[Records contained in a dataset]
+ + + +
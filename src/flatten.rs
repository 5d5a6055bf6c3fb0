//! Wire formats for a GPU crossover backend (out of scope here, but the
//! formats are pure, side-effect-free transforms a GPU dispatch path can
//! consume without any OpenCL code living in this crate).

use crate::linkage::Fos;
use crate::population::Population;

/// Flatten a FOS into `[num_nodes, (num_masks, (mask_index, mask_bits))*]`
/// 32-bit words. Indices in the same 32-bit block coalesce into one mask.
pub fn flatten_fos(fos: &Fos) -> Vec<u32> {
    let mut out = Vec::with_capacity(1 + fos.len() * 2);
    out.push(fos.len() as u32);

    for node in fos.iter() {
        let mut masks: Vec<(u32, u32)> = Vec::new();
        for &i in node {
            let mask_index = (i >> 5) as u32;
            let bit = 1u32 << (i & 31);
            match masks.last_mut() {
                Some((idx, bits)) if *idx == mask_index => *bits |= bit,
                _ => {
                    if let Some(existing) = masks.iter_mut().find(|(idx, _)| *idx == mask_index) {
                        existing.1 |= bit;
                    } else {
                        masks.push((mask_index, bit));
                    }
                }
            }
        }
        out.push(masks.len() as u32);
        for (mask_index, mask_bits) in masks {
            out.push(mask_index);
            out.push(mask_bits);
        }
    }

    out
}

/// Flatten a population into `ceil(L/32)` little-endian-packed words per
/// solution, in index order.
pub fn flatten_population(population: &Population) -> Vec<u32> {
    let words_per_solution = (population.length() + 31) / 32;
    let mut out = Vec::with_capacity(population.size() * words_per_solution);
    for solution in population.iter() {
        out.extend(solution.bits.to_words());
    }
    out
}
//! Background Task Pool
//!
//! Fire-and-forget jobs with a completion callback delivered on the pumping
//! thread. One worker thread per submitted task; workers report completion
//! through a list guarded by its own lock, and completion callbacks run
//! with no lock held.

use std::any::Any;
use std::collections::HashMap;
use std::fmt;
use std::mem;
use std::panic::{self, AssertUnwindSafe};
use std::sync::Arc;
use std::sync::atomic::{AtomicU64, Ordering};

use tarn_threading::{Mutex, Thread};

use crate::config::Config;

/// Job function type; runs on a worker thread
pub type JobFn = Box<dyn FnOnce() + Send + 'static>;

/// Completion callback type; runs on the pumping thread
pub type CompleteFn = Box<dyn FnOnce() + 'static>;

struct PendingTask {
    on_complete: CompleteFn,
    thread: Option<Thread>,
}

/// Completion record appended by a worker when its job returns.
struct CompletedTask {
    id: u64,
    panic: Option<Box<dyn Any + Send>>,
}

/// Registry of in-flight background tasks.
///
/// Task ids are monotonic from 0 and never reused within a pool. Completion
/// callbacks fire in the order the jobs finished, not the order they were
/// submitted. Teardown pumps until every outstanding task has completed and
/// had its callback delivered; no task is silently dropped.
pub struct TaskPool {
    next_task_id: AtomicU64,
    /// In-flight tasks; guarded separately from `completed`. A completion
    /// callback may re-enter [`TaskPool::submit`].
    tasks: Mutex<HashMap<u64, PendingTask>>,
    /// Ids of finished jobs, in completion order. Workers only ever touch
    /// this lock.
    completed: Arc<Mutex<Vec<CompletedTask>>>,
    config: Config,
}

impl TaskPool {
    pub fn new() -> Self {
        Self::with_config(Config::default())
    }

    pub fn with_config(config: Config) -> Self {
        Self {
            next_task_id: AtomicU64::new(0),
            tasks: Mutex::new(HashMap::new()),
            completed: Arc::new(Mutex::new(Vec::new())),
            config,
        }
    }

    /// Submit a job to run on its own worker thread.
    ///
    /// Returns the task id immediately; `on_complete` runs on a later
    /// [`TaskPool::pump`] once the job has finished.
    pub fn submit<J, C>(&self, job: J, on_complete: C) -> u64
    where
        J: FnOnce() + Send + 'static,
        C: FnOnce() + 'static,
    {
        let id = self.next_task_id.fetch_add(1, Ordering::SeqCst);
        let job: JobFn = Box::new(job);

        let completed = Arc::clone(&self.completed);
        let name = format!("{}-task-{id}", self.config.thread_name_prefix);
        let thread = Thread::named(&name, move || {
            let outcome = panic::catch_unwind(AssertUnwindSafe(job));
            completed.lock().push(CompletedTask {
                id,
                panic: outcome.err(),
            });
        });

        self.tasks.lock().insert(
            id,
            PendingTask {
                on_complete: Box::new(on_complete),
                thread: Some(thread),
            },
        );
        tracing::trace!(id, "submitted background task");
        id
    }

    /// Deliver completion callbacks for every job that has finished.
    ///
    /// Swaps the completed list out under its lock, then runs the callbacks
    /// outside any lock, in completion order. A job that panicked has its
    /// payload re-raised here, on the pumping thread, after the rest of the
    /// batch has been delivered.
    pub fn pump(&self) {
        let completed = mem::take(&mut *self.completed.lock());
        let mut reraise = None;

        for done in completed {
            let Some(mut task) = self.tasks.lock().remove(&done.id) else {
                continue;
            };
            // The worker already finished; this join only reclaims it.
            task.thread.take();

            match done.panic {
                None => (task.on_complete)(),
                Some(payload) => {
                    tracing::error!(id = done.id, "background job panicked");
                    reraise.get_or_insert(payload);
                }
            }
        }

        if let Some(payload) = reraise {
            panic::resume_unwind(payload);
        }
    }

    /// Number of submitted tasks whose callback has not yet been delivered.
    pub fn pending_tasks(&self) -> usize {
        self.tasks.lock().len()
    }

    pub fn is_idle(&self) -> bool {
        self.pending_tasks() == 0
    }
}

impl Default for TaskPool {
    fn default() -> Self {
        Self::new()
    }
}

impl fmt::Debug for TaskPool {
    fn fmt(&self, f: &mut fmt::Formatter<'_>) -> fmt::Result {
        f.debug_struct("TaskPool")
            .field("pending_tasks", &self.pending_tasks())
            .finish()
    }
}

impl Drop for TaskPool {
    fn drop(&mut self) {
        let outstanding = self.pending_tasks();
        if outstanding == 0 {
            return;
        }
        tracing::debug!(outstanding, "draining task pool");
        loop {
            self.pump();
            if self.tasks.lock().is_empty() {
                break;
            }
            std::thread::sleep(self.config.teardown_poll);
        }
    }
}
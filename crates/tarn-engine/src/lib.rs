//! Tarn Engine
//!
//! The engine's background-work subsystem: a generic asynchronous task
//! executor plus the concurrent level-loading paths built on it.
//!
//! - [`TaskPool`]: submit a job to run off the main thread; its completion
//!   callback is delivered on whichever thread calls [`TaskPool::pump`],
//!   typically once per frame.
//! - [`LevelLoader`]: start building a level in the background with
//!   [`LevelLoader::preload`]; [`LevelLoader::load`] hands the finished
//!   level to exactly one caller, blocking only while the build is still
//!   running.
//! - [`LevelDataCache`]: the same preload pattern for parsed level
//!   definitions, which are shared by value instead of owned.
//!
//! # Example
//! ```rust,ignore
//! use tarn_engine::{LevelLoader, TaskPool};
//!
//! let pool = TaskPool::new();
//! let loader = LevelLoader::new(|id| Level::from_file(id));
//!
//! loader.preload("forest.lvl");
//! pool.submit(|| decode_assets(), || tracing::info!("assets ready"));
//!
//! // once per frame:
//! pool.pump();
//!
//! let level = loader.load("forest.lvl")?;
//! ```

mod config;
mod data;
mod loader;
mod tasks;

pub use config::Config;
pub use data::LevelDataCache;
pub use loader::{BuildError, LevelError, LevelLoader};
pub use tasks::{CompleteFn, JobFn, TaskPool};

/// Engine version
pub const VERSION: &str = env!("CARGO_PKG_VERSION");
+ + + +
■ Task to complete: Please filter the entries for the word "outstanding" and copy the lines that have it.

■ Written reply:
/// submitted. Teardown pumps until every outstanding task has completed and
        let outstanding = self.pending_tasks();
        if outstanding == 0 {
        tracing::debug!(outstanding, "draining task pool");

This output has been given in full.